> TASK DESCRIPTION: A verbatim copy of the data below is the required output.

◆ ◆ ◆

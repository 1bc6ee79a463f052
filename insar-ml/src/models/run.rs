//! Run lifecycle state machine
//!
//! A run progresses through:
//! QUEUED → RUNNING → SUCCEEDED | FAILED
//!
//! Transitions only move forward; terminal states never change again.

use chrono::{DateTime, Utc};
use insar_common::geo::BBox;
use insar_common::{BuildingSource, Error, Result};
use serde::{Deserialize, Serialize};
use serde_json::{Map, Value};
use std::collections::BTreeMap;
use std::fmt;
use std::str::FromStr;
use uuid::Uuid;

/// Run status
#[derive(Debug, Clone, Copy, PartialEq, Eq, Hash, Serialize, Deserialize)]
#[serde(rename_all = "lowercase")]
pub enum RunStatus {
    /// Persisted, not yet picked up
    Queued,
    /// Pipeline executing
    Running,
    /// Results and metrics persisted
    Succeeded,
    /// Pipeline or metric persistence failed; error recorded
    Failed,
}

/// Allowed (from, to) pairs
const TRANSITIONS: [(RunStatus, RunStatus); 3] = [
    (RunStatus::Queued, RunStatus::Running),
    (RunStatus::Running, RunStatus::Succeeded),
    (RunStatus::Running, RunStatus::Failed),
];

impl RunStatus {
    pub fn as_str(&self) -> &'static str {
        match self {
            RunStatus::Queued => "queued",
            RunStatus::Running => "running",
            RunStatus::Succeeded => "succeeded",
            RunStatus::Failed => "failed",
        }
    }

    pub fn is_terminal(&self) -> bool {
        matches!(self, RunStatus::Succeeded | RunStatus::Failed)
    }

    pub fn can_transition_to(&self, next: RunStatus) -> bool {
        TRANSITIONS.contains(&(*self, next))
    }

    /// Checked transition
    pub fn transition_to(self, next: RunStatus) -> Result<RunStatus> {
        if self.can_transition_to(next) {
            Ok(next)
        } else {
            Err(Error::Internal(format!(
                "illegal run status transition {self} -> {next}"
            )))
        }
    }
}

impl fmt::Display for RunStatus {
    fn fmt(&self, f: &mut fmt::Formatter<'_>) -> fmt::Result {
        f.write_str(self.as_str())
    }
}

impl FromStr for RunStatus {
    type Err = Error;

    fn from_str(s: &str) -> Result<Self> {
        match s {
            "queued" => Ok(RunStatus::Queued),
            "running" => Ok(RunStatus::Running),
            "succeeded" => Ok(RunStatus::Succeeded),
            "failed" => Ok(RunStatus::Failed),
            other => Err(Error::Internal(format!("unknown run status '{other}'"))),
        }
    }
}

/// Run creation request
#[derive(Debug, Clone, Default, Serialize, Deserialize)]
pub struct RunRequest {
    pub pipeline: String,
    #[serde(default)]
    pub source: Option<String>,
    #[serde(default)]
    pub track: Option<i64>,
    /// `[minLon, minLat, maxLon, maxLat]`
    #[serde(default)]
    pub bbox: Option<Vec<f64>>,
    #[serde(default)]
    pub params: Map<String, Value>,
}

/// Persisted run record
#[derive(Debug, Clone, PartialEq, Serialize, Deserialize)]
pub struct Run {
    pub run_id: Uuid,
    pub pipeline: String,
    pub pipeline_version: String,
    pub run_type: String,
    pub status: RunStatus,
    pub source: Option<BuildingSource>,
    pub track: Option<i64>,
    pub bbox: Option<BBox>,
    /// Effective parameters (defaults merged with caller overrides)
    pub params: Map<String, Value>,
    pub created_at: DateTime<Utc>,
    pub started_at: Option<DateTime<Utc>>,
    pub finished_at: Option<DateTime<Utc>>,
    pub error: Option<String>,
    /// Run id in the external experiment tracker
    pub tracking_run_id: Option<String>,
}

/// Run plus its metrics
#[derive(Debug, Clone, Serialize)]
pub struct RunDetail {
    #[serde(flatten)]
    pub run: Run,
    pub metrics: BTreeMap<String, f64>,
}

/// Outcome of deleting a run
#[derive(Debug, Clone, PartialEq, Serialize)]
pub struct DeleteOutcome {
    pub run_id: Uuid,
    pub db_deleted: bool,
    pub tracking_deleted: bool,
    pub tracking_error: Option<String>,
}

#[cfg(test)]
mod tests {
    use super::*;

    #[test]
    fn test_forward_transitions_allowed() {
        assert!(RunStatus::Queued.can_transition_to(RunStatus::Running));
        assert!(RunStatus::Running.can_transition_to(RunStatus::Succeeded));
        assert!(RunStatus::Running.can_transition_to(RunStatus::Failed));
    }

    #[test]
    fn test_backward_and_skipping_transitions_rejected() {
        use RunStatus::*;
        let all = [Queued, Running, Succeeded, Failed];
        for from in all {
            for to in all {
                let allowed = matches!(
                    (from, to),
                    (Queued, Running) | (Running, Succeeded) | (Running, Failed)
                );
                assert_eq!(from.can_transition_to(to), allowed, "{from} -> {to}");
            }
        }
        assert!(Succeeded.transition_to(Running).is_err());
        assert!(Queued.transition_to(Succeeded).is_err());
    }

    #[test]
    fn test_terminal_states() {
        assert!(!RunStatus::Queued.is_terminal());
        assert!(!RunStatus::Running.is_terminal());
        assert!(RunStatus::Succeeded.is_terminal());
        assert!(RunStatus::Failed.is_terminal());
    }

    #[test]
    fn test_status_round_trips_through_text() {
        for status in [
            RunStatus::Queued,
            RunStatus::Running,
            RunStatus::Succeeded,
            RunStatus::Failed,
        ] {
            assert_eq!(status.as_str().parse::<RunStatus>().unwrap(), status);
        }
        assert!("paused".parse::<RunStatus>().is_err());
    }

    #[test]
    fn test_request_defaults_optional_fields() {
        let request: RunRequest = serde_json::from_str(r#"{"pipeline": "clustering"}"#).unwrap();
        assert_eq!(request.pipeline, "clustering");
        assert!(request.source.is_none());
        assert!(request.bbox.is_none());
        assert!(request.params.is_empty());
    }
}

◆ ◆ ◆

> WRITTEN ANSWER:
repository 1bc6ee79a463f052
filename insar-ml/src/models/run.rs
//! Run lifecycle state machine
//!
//! A run progresses through:
//! QUEUED → RUNNING → SUCCEEDED | FAILED
//!
//! Transitions only move forward; terminal states never change again.

use chrono::{DateTime, Utc};
use insar_common::geo::BBox;
use insar_common::{BuildingSource, Error, Result};
use serde::{Deserialize, Serialize};
use serde_json::{Map, Value};
use std::collections::BTreeMap;
use std::fmt;
use std::str::FromStr;
use uuid::Uuid;

/// Run status
#[derive(Debug, Clone, Copy, PartialEq, Eq, Hash, Serialize, Deserialize)]
#[serde(rename_all = "lowercase")]
pub enum RunStatus {
    /// Persisted, not yet picked up
    Queued,
    /// Pipeline executing
    Running,
    /// Results and metrics persisted
    Succeeded,
    /// Pipeline or metric persistence failed; error recorded
    Failed,
}

/// Allowed (from, to) pairs
const TRANSITIONS: [(RunStatus, RunStatus); 3] = [
    (RunStatus::Queued, RunStatus::Running),
    (RunStatus::Running, RunStatus::Succeeded),
    (RunStatus::Running, RunStatus::Failed),
];

impl RunStatus {
    pub fn as_str(&self) -> &'static str {
        match self {
            RunStatus::Queued => "queued",
            RunStatus::Running => "running",
            RunStatus::Succeeded => "succeeded",
            RunStatus::Failed => "failed",
        }
    }

    pub fn is_terminal(&self) -> bool {
        matches!(self, RunStatus::Succeeded | RunStatus::Failed)
    }

    pub fn can_transition_to(&self, next: RunStatus) -> bool {
        TRANSITIONS.contains(&(*self, next))
    }

    /// Checked transition
    pub fn transition_to(self, next: RunStatus) -> Result<RunStatus> {
        if self.can_transition_to(next) {
            Ok(next)
        } else {
            Err(Error::Internal(format!(
                "illegal run status transition {self} -> {next}"
            )))
        }
    }
}

impl fmt::Display for RunStatus {
    fn fmt(&self, f: &mut fmt::Formatter<'_>) -> fmt::Result {
        f.write_str(self.as_str())
    }
}

impl FromStr for RunStatus {
    type Err = Error;

    fn from_str(s: &str) -> Result<Self> {
        match s {
            "queued" => Ok(RunStatus::Queued),
            "running" => Ok(RunStatus::Running),
            "succeeded" => Ok(RunStatus::Succeeded),
            "failed" => Ok(RunStatus::Failed),
            other => Err(Error::Internal(format!("unknown run status '{other}'"))),
        }
    }
}

/// Run creation request
#[derive(Debug, Clone, Default, Serialize, Deserialize)]
pub struct RunRequest {
    pub pipeline: String,
    #[serde(default)]
    pub source: Option<String>,
    #[serde(default)]
    pub track: Option<i64>,
    /// `[minLon, minLat, maxLon, maxLat]`
    #[serde(default)]
    pub bbox: Option<Vec<f64>>,
    #[serde(default)]
    pub params: Map<String, Value>,
}

/// Persisted run record
#[derive(Debug, Clone, PartialEq, Serialize, Deserialize)]
pub struct Run {
    pub run_id: Uuid,
    pub pipeline: String,
    pub pipeline_version: String,
    pub run_type: String,
    pub status: RunStatus,
    pub source: Option<BuildingSource>,
    pub track: Option<i64>,
    pub bbox: Option<BBox>,
    /// Effective parameters (defaults merged with caller overrides)
    pub params: Map<String, Value>,
    pub created_at: DateTime<Utc>,
    pub started_at: Option<DateTime<Utc>>,
    pub finished_at: Option<DateTime<Utc>>,
    pub error: Option<String>,
    /// Run id in the external experiment tracker
    pub tracking_run_id: Option<String>,
}

/// Run plus its metrics
#[derive(Debug, Clone, Serialize)]
pub struct RunDetail {
    #[serde(flatten)]
    pub run: Run,
    pub metrics: BTreeMap<String, f64>,
}

/// Outcome of deleting a run
#[derive(Debug, Clone, PartialEq, Serialize)]
pub struct DeleteOutcome {
    pub run_id: Uuid,
    pub db_deleted: bool,
    pub tracking_deleted: bool,
    pub tracking_error: Option<String>,
}

#[cfg(test)]
mod tests {
    use super::*;

    #[test]
    fn test_forward_transitions_allowed() {
        assert!(RunStatus::Queued.can_transition_to(RunStatus::Running));
        assert!(RunStatus::Running.can_transition_to(RunStatus::Succeeded));
        assert!(RunStatus::Running.can_transition_to(RunStatus::Failed));
    }

    #[test]
    fn test_backward_and_skipping_transitions_rejected() {
        use RunStatus::*;
        let all = [Queued, Running, Succeeded, Failed];
        for from in all {
            for to in all {
                let allowed = matches!(
                    (from, to),
                    (Queued, Running) | (Running, Succeeded) | (Running, Failed)
                );
                assert_eq!(from.can_transition_to(to), allowed, "{from} -> {to}");
            }
        }
        assert!(Succeeded.transition_to(Running).is_err());
        assert!(Queued.transition_to(Succeeded).is_err());
    }

    #[test]
    fn test_terminal_states() {
        assert!(!RunStatus::Queued.is_terminal());
        assert!(!RunStatus::Running.is_terminal());
        assert!(RunStatus::Succeeded.is_terminal());
        assert!(RunStatus::Failed.is_terminal());
    }

    #[test]
    fn test_status_round_trips_through_text() {
        for status in [
            RunStatus::Queued,
            RunStatus::Running,
            RunStatus::Succeeded,
            RunStatus::Failed,
        ] {
            assert_eq!(status.as_str().parse::<RunStatus>().unwrap(), status);
        }
        assert!("paused".parse::<RunStatus>().is_err());
    }

    #[test]
    fn test_request_defaults_optional_fields() {
        let request: RunRequest = serde_json::from_str(r#"{"pipeline": "clustering"}"#).unwrap();
        assert_eq!(request.pipeline, "clustering");
        assert!(request.source.is_none());
        assert!(request.bbox.is_none());
        assert!(request.params.is_empty());
    }
}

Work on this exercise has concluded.